──────── RECORDS FOR THIS EXERCISE

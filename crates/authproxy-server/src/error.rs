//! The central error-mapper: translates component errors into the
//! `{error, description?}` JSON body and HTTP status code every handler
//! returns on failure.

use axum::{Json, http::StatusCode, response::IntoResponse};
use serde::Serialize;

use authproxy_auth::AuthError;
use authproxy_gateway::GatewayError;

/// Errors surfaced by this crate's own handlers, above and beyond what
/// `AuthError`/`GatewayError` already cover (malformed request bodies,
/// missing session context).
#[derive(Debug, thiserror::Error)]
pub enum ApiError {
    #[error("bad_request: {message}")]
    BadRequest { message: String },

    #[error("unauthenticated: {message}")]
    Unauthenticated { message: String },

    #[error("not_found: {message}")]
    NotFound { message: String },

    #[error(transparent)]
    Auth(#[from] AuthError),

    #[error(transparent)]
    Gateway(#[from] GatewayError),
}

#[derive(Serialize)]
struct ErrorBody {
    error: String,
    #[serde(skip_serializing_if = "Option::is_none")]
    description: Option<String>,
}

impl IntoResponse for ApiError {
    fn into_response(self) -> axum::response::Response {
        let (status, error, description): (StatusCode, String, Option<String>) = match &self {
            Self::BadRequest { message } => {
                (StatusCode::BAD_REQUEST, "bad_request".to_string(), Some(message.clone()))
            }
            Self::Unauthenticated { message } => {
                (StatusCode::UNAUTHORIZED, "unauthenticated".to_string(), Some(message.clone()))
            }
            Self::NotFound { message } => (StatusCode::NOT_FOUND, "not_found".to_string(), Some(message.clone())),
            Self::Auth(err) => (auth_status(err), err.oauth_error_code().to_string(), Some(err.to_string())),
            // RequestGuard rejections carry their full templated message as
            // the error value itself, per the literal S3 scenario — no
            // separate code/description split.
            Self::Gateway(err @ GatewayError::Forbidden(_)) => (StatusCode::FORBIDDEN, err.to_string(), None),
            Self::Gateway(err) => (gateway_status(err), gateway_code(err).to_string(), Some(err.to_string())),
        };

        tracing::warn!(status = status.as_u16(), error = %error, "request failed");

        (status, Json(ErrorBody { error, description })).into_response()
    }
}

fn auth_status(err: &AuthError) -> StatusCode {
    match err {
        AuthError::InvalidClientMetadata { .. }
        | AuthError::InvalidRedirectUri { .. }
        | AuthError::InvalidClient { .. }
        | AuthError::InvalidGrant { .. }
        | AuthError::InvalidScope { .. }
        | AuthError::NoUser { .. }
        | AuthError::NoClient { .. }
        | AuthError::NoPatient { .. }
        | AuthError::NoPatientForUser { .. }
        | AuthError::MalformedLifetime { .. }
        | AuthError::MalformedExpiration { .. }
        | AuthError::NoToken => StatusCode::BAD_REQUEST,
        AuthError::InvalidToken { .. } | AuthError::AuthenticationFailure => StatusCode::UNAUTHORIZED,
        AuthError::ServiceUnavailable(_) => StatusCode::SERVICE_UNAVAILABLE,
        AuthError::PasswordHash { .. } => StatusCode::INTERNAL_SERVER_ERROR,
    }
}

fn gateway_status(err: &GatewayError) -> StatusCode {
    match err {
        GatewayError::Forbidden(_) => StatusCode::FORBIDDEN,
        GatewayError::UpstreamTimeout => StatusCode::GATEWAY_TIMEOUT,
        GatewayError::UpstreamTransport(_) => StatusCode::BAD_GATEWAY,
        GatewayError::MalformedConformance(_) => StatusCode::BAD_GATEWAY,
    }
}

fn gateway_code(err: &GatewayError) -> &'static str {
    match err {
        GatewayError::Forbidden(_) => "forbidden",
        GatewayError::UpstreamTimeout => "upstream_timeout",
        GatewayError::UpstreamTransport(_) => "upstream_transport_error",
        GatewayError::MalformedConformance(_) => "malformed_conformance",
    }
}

────────────────
──────── RECORDS FOR THIS EXERCISE

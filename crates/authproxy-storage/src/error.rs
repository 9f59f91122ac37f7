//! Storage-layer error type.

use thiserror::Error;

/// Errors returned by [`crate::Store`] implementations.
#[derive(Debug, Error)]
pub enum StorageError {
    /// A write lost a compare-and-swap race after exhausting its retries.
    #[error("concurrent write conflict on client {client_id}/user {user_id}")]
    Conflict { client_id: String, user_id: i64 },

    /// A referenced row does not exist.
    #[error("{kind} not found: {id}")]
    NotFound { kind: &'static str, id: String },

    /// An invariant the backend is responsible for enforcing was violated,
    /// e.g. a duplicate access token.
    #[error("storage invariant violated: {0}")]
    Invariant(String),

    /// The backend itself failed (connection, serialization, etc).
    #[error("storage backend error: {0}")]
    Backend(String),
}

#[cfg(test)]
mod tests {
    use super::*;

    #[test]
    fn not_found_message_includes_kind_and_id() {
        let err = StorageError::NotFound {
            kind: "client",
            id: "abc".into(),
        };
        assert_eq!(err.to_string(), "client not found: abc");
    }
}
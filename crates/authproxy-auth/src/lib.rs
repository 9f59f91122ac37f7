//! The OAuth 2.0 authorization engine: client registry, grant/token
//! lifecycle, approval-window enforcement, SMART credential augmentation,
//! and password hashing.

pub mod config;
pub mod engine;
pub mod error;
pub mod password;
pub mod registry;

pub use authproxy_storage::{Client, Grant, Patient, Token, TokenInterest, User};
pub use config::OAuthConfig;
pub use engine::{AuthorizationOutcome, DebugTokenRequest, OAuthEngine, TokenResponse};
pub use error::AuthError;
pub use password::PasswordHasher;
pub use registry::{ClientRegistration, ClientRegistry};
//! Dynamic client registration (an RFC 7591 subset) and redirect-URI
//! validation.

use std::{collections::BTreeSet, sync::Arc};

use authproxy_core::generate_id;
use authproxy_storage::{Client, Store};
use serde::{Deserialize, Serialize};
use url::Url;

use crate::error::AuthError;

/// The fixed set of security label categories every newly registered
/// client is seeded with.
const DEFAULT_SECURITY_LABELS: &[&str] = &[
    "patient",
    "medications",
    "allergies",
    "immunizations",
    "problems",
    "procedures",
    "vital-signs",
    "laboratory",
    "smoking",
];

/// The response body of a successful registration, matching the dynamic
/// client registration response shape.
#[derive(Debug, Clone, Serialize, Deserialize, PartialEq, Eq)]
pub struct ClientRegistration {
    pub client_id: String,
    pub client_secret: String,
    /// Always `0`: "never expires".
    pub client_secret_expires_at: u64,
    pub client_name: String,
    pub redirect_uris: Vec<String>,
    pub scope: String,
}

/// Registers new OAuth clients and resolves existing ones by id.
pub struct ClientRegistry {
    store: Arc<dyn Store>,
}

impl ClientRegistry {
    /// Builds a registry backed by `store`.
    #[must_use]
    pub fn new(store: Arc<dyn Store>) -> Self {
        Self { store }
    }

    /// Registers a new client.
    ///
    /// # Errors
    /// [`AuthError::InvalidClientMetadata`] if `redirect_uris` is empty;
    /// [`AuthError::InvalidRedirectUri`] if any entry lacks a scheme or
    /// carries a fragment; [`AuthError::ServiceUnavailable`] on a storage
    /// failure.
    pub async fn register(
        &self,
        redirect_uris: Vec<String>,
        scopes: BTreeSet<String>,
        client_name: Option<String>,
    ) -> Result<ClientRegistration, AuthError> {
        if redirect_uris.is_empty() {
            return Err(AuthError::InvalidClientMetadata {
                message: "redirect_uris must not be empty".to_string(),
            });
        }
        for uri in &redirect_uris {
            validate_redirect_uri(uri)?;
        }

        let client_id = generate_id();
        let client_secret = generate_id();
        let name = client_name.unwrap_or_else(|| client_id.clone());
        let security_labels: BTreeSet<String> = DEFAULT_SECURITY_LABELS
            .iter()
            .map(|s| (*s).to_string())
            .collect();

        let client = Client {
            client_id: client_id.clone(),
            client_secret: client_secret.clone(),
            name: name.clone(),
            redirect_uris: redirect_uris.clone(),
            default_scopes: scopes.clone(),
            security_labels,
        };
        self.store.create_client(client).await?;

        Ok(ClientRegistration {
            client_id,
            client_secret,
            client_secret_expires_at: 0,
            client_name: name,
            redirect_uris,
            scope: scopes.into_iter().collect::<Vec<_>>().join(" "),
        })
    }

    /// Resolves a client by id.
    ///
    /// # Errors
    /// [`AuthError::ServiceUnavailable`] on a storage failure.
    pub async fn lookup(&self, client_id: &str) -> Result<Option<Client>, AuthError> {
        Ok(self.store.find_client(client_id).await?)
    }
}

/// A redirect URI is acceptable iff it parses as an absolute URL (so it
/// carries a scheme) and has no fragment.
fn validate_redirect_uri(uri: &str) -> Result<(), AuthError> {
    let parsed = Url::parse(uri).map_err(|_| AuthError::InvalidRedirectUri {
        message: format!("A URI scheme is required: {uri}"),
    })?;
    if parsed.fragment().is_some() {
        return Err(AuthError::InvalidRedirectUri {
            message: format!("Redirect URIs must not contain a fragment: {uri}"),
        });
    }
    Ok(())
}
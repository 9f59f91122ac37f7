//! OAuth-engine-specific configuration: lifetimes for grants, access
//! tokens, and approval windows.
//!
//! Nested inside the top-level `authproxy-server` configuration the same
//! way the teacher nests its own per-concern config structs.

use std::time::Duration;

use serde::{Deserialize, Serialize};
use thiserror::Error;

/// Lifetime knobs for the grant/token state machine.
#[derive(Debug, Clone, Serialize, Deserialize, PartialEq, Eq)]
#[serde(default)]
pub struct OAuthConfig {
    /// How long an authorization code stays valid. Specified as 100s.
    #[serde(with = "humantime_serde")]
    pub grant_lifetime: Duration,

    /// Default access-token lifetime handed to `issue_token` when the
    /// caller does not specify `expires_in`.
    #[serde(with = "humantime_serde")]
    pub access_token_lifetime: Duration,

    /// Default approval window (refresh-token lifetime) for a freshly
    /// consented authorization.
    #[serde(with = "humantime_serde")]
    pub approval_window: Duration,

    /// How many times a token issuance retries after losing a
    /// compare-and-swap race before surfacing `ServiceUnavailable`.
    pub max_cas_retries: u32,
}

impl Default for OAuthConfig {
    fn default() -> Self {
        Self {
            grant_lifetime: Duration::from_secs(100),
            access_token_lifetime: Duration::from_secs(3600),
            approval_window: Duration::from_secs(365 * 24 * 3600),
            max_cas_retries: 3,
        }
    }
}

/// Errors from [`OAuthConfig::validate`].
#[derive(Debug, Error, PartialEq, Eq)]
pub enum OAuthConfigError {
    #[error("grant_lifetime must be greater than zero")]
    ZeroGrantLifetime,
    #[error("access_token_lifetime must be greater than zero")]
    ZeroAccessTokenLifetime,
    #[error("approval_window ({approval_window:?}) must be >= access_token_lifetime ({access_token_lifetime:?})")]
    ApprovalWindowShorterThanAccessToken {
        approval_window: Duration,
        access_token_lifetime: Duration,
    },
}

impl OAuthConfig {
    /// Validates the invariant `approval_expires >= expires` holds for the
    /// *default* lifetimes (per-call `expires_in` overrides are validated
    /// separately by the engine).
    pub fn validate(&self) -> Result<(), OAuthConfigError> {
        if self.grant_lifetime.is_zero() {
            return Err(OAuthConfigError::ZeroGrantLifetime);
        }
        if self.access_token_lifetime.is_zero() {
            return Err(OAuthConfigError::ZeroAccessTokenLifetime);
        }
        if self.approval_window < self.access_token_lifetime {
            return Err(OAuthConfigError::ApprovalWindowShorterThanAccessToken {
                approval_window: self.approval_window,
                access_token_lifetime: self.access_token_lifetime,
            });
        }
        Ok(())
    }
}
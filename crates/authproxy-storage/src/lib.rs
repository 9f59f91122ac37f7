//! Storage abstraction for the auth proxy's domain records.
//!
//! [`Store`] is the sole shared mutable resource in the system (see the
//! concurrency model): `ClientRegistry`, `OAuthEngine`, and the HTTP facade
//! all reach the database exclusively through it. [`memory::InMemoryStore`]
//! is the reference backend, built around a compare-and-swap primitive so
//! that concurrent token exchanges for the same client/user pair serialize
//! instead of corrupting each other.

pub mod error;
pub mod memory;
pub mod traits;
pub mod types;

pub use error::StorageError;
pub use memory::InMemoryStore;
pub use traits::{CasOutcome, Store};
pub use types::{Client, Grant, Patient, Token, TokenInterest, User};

────────────────
──────── RECORDS FOR THIS EXERCISE

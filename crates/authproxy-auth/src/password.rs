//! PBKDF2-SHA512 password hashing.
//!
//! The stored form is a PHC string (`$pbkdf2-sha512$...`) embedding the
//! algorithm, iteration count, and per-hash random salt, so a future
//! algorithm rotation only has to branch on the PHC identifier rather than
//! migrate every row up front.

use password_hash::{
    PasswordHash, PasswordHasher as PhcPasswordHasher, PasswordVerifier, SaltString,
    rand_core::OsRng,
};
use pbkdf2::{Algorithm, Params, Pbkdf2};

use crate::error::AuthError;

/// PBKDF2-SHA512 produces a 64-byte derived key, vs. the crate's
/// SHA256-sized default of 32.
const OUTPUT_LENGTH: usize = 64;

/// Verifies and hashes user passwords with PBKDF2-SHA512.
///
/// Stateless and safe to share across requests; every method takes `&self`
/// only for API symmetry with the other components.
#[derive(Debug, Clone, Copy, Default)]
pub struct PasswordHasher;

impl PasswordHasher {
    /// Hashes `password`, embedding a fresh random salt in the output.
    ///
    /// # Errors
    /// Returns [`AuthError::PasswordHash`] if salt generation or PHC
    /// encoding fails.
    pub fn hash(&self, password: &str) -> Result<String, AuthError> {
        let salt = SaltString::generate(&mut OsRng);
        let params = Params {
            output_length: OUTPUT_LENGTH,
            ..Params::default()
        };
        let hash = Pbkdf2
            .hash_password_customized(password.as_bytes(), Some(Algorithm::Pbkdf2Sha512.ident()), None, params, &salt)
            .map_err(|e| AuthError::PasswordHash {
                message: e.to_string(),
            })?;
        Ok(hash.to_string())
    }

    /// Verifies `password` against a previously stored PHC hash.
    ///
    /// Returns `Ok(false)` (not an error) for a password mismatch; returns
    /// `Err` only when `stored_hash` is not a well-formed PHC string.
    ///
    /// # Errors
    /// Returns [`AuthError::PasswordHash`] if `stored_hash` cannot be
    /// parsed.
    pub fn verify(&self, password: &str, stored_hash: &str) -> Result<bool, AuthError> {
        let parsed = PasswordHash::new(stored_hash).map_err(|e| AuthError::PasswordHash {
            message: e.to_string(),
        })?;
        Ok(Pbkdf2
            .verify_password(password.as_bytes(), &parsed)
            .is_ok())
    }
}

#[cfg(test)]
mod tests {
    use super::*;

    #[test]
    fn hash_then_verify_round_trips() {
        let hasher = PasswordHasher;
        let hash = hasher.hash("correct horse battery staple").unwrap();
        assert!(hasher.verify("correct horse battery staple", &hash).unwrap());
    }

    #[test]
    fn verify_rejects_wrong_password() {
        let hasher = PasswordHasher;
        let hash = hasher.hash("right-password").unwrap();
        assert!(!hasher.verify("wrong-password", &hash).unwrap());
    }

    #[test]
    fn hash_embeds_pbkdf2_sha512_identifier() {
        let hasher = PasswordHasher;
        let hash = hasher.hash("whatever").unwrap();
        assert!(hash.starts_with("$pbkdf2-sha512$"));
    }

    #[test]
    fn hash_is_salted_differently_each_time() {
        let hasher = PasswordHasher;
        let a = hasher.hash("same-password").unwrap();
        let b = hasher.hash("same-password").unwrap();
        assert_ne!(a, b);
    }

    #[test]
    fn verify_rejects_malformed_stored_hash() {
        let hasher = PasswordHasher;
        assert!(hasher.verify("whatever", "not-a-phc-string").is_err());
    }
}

────────────────

• [ABOUT THIS EXERCISE]: Look through the material and find each line that includes "IntoResponse", then copy it.

• [FINAL ANSWER]:
use axum::{Json, http::StatusCode, response::IntoResponse};
impl IntoResponse for ApiError {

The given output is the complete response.